Problem
Line by line, give the data again exactly as it appears.

Data section
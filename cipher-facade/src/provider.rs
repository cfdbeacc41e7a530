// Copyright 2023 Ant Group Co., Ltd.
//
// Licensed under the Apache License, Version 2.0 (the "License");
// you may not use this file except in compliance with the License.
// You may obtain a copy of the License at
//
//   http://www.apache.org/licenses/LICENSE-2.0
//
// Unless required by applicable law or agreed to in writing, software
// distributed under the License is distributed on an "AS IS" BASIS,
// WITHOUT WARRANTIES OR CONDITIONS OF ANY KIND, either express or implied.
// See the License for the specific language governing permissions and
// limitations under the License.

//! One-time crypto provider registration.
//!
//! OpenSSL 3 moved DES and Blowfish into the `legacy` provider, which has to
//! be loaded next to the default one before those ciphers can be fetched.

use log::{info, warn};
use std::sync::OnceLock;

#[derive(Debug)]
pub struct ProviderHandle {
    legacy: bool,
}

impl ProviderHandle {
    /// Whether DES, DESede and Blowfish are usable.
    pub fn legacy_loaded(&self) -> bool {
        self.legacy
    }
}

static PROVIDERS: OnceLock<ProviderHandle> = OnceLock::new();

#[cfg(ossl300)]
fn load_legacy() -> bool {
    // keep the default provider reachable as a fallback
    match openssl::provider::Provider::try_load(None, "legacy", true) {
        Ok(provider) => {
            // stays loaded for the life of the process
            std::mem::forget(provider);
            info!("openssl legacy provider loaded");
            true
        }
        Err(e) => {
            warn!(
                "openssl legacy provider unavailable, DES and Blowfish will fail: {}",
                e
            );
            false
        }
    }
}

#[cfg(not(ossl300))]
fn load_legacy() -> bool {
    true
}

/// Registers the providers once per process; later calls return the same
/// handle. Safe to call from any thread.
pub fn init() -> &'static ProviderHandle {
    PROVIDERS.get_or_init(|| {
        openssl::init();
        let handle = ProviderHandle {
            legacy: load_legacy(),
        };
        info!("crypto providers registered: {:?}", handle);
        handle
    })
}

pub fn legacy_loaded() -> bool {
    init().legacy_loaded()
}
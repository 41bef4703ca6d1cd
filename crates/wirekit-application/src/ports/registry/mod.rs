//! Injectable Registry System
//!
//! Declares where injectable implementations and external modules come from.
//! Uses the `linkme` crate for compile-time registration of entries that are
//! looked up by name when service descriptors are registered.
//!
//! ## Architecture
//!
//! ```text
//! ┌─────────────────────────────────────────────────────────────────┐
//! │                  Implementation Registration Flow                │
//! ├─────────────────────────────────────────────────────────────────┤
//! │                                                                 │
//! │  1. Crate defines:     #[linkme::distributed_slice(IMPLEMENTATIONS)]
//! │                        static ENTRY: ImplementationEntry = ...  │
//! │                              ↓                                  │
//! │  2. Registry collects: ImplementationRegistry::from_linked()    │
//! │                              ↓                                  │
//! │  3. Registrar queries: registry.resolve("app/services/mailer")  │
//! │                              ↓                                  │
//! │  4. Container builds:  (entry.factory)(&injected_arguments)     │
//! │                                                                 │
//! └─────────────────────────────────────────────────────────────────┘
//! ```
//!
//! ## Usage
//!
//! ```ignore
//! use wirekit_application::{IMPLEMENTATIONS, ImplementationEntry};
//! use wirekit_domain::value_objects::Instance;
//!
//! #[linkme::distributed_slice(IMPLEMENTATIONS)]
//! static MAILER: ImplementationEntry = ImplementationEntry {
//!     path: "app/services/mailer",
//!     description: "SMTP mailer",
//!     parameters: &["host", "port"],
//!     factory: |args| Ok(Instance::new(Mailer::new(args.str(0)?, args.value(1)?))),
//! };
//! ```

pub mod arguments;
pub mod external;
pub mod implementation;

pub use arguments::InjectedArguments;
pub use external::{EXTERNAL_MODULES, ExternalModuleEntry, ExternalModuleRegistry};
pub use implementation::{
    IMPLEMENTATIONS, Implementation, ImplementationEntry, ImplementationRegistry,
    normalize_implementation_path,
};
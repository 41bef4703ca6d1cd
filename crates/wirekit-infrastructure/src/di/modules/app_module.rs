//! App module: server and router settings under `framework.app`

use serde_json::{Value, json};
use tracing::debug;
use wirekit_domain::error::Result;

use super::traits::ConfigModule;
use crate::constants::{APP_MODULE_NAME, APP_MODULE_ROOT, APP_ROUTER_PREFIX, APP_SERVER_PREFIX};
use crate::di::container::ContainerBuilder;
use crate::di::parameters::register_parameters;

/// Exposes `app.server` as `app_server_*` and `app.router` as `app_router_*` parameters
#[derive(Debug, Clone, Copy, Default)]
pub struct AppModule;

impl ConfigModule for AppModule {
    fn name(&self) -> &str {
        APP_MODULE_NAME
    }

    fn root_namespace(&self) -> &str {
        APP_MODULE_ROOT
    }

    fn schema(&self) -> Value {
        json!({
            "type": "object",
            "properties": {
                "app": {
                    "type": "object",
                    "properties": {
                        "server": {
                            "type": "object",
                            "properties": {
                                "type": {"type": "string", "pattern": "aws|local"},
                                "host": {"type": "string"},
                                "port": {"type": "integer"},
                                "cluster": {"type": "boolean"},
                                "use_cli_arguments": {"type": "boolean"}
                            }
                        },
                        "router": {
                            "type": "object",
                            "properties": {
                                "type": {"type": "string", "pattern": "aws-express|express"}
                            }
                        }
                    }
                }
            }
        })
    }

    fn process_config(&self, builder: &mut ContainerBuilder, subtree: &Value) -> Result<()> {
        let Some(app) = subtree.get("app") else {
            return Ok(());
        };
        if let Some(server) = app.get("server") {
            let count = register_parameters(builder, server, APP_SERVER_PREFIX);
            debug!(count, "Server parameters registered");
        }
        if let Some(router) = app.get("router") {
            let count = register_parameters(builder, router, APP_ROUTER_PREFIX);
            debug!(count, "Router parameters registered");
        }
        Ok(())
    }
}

Task result
filename cipher-facade/src/provider.rs
repository cfdbeacc41e7a530
// Copyright 2023 Ant Group Co., Ltd.
//
// Licensed under the Apache License, Version 2.0 (the "License");
// you may not use this file except in compliance with the License.
// You may obtain a copy of the License at
//
//   http://www.apache.org/licenses/LICENSE-2.0
//
// Unless required by applicable law or agreed to in writing, software
// distributed under the License is distributed on an "AS IS" BASIS,
// WITHOUT WARRANTIES OR CONDITIONS OF ANY KIND, either express or implied.
// See the License for the specific language governing permissions and
// limitations under the License.

//! One-time crypto provider registration.
//!
//! OpenSSL 3 moved DES and Blowfish into the `legacy` provider, which has to
//! be loaded next to the default one before those ciphers can be fetched.

use log::{info, warn};
use std::sync::OnceLock;

#[derive(Debug)]
pub struct ProviderHandle {
    legacy: bool,
}

impl ProviderHandle {
    /// Whether DES, DESede and Blowfish are usable.
    pub fn legacy_loaded(&self) -> bool {
        self.legacy
    }
}

static PROVIDERS: OnceLock<ProviderHandle> = OnceLock::new();

#[cfg(ossl300)]
fn load_legacy() -> bool {
    // keep the default provider reachable as a fallback
    match openssl::provider::Provider::try_load(None, "legacy", true) {
        Ok(provider) => {
            // stays loaded for the life of the process
            std::mem::forget(provider);
            info!("openssl legacy provider loaded");
            true
        }
        Err(e) => {
            warn!(
                "openssl legacy provider unavailable, DES and Blowfish will fail: {}",
                e
            );
            false
        }
    }
}

#[cfg(not(ossl300))]
fn load_legacy() -> bool {
    true
}

/// Registers the providers once per process; later calls return the same
/// handle. Safe to call from any thread.
pub fn init() -> &'static ProviderHandle {
    PROVIDERS.get_or_init(|| {
        openssl::init();
        let handle = ProviderHandle {
            legacy: load_legacy(),
        };
        info!("crypto providers registered: {:?}", handle);
        handle
    })
}

pub fn legacy_loaded() -> bool {
    init().legacy_loaded()
}
repository 41bef4703ca6d1cd
filename crates/wirekit-application/src/ports/registry/mod.rs
//! Injectable Registry System
//!
//! Declares where injectable implementations and external modules come from.
//! Uses the `linkme` crate for compile-time registration of entries that are
//! looked up by name when service descriptors are registered.
//!
//! ## Architecture
//!
//! ```text
//! ┌─────────────────────────────────────────────────────────────────┐
//! │                  Implementation Registration Flow                │
//! ├─────────────────────────────────────────────────────────────────┤
//! │                                                                 │
//! │  1. Crate defines:     #[linkme::distributed_slice(IMPLEMENTATIONS)]
//! │                        static ENTRY: ImplementationEntry = ...  │
//! │                              ↓                                  │
//! │  2. Registry collects: ImplementationRegistry::from_linked()    │
//! │                              ↓                                  │
//! │  3. Registrar queries: registry.resolve("app/services/mailer")  │
//! │                              ↓                                  │
//! │  4. Container builds:  (entry.factory)(&injected_arguments)     │
//! │                                                                 │
//! └─────────────────────────────────────────────────────────────────┘
//! ```
//!
//! ## Usage
//!
//! ```ignore
//! use wirekit_application::{IMPLEMENTATIONS, ImplementationEntry};
//! use wirekit_domain::value_objects::Instance;
//!
//! #[linkme::distributed_slice(IMPLEMENTATIONS)]
//! static MAILER: ImplementationEntry = ImplementationEntry {
//!     path: "app/services/mailer",
//!     description: "SMTP mailer",
//!     parameters: &["host", "port"],
//!     factory: |args| Ok(Instance::new(Mailer::new(args.str(0)?, args.value(1)?))),
//! };
//! ```

pub mod arguments;
pub mod external;
pub mod implementation;

pub use arguments::InjectedArguments;
pub use external::{EXTERNAL_MODULES, ExternalModuleEntry, ExternalModuleRegistry};
pub use implementation::{
    IMPLEMENTATIONS, Implementation, ImplementationEntry, ImplementationRegistry,
    normalize_implementation_path,
};
repository 41bef4703ca6d1cd
filename crates/wirekit-infrastructure/src/di/modules/app_module.rs
//! App module: server and router settings under `framework.app`

use serde_json::{Value, json};
use tracing::debug;
use wirekit_domain::error::Result;

use super::traits::ConfigModule;
use crate::constants::{APP_MODULE_NAME, APP_MODULE_ROOT, APP_ROUTER_PREFIX, APP_SERVER_PREFIX};
use crate::di::container::ContainerBuilder;
use crate::di::parameters::register_parameters;

/// Exposes `app.server` as `app_server_*` and `app.router` as `app_router_*` parameters
#[derive(Debug, Clone, Copy, Default)]
pub struct AppModule;

impl ConfigModule for AppModule {
    fn name(&self) -> &str {
        APP_MODULE_NAME
    }

    fn root_namespace(&self) -> &str {
        APP_MODULE_ROOT
    }

    fn schema(&self) -> Value {
        json!({
            "type": "object",
            "properties": {
                "app": {
                    "type": "object",
                    "properties": {
                        "server": {
                            "type": "object",
                            "properties": {
                                "type": {"type": "string", "pattern": "aws|local"},
                                "host": {"type": "string"},
                                "port": {"type": "integer"},
                                "cluster": {"type": "boolean"},
                                "use_cli_arguments": {"type": "boolean"}
                            }
                        },
                        "router": {
                            "type": "object",
                            "properties": {
                                "type": {"type": "string", "pattern": "aws-express|express"}
                            }
                        }
                    }
                }
            }
        })
    }

    fn process_config(&self, builder: &mut ContainerBuilder, subtree: &Value) -> Result<()> {
        let Some(app) = subtree.get("app") else {
            return Ok(());
        };
        if let Some(server) = app.get("server") {
            let count = register_parameters(builder, server, APP_SERVER_PREFIX);
            debug!(count, "Server parameters registered");
        }
        if let Some(router) = app.get("router") {
            let count = register_parameters(builder, router, APP_ROUTER_PREFIX);
            debug!(count, "Router parameters registered");
        }
        Ok(())
    }
}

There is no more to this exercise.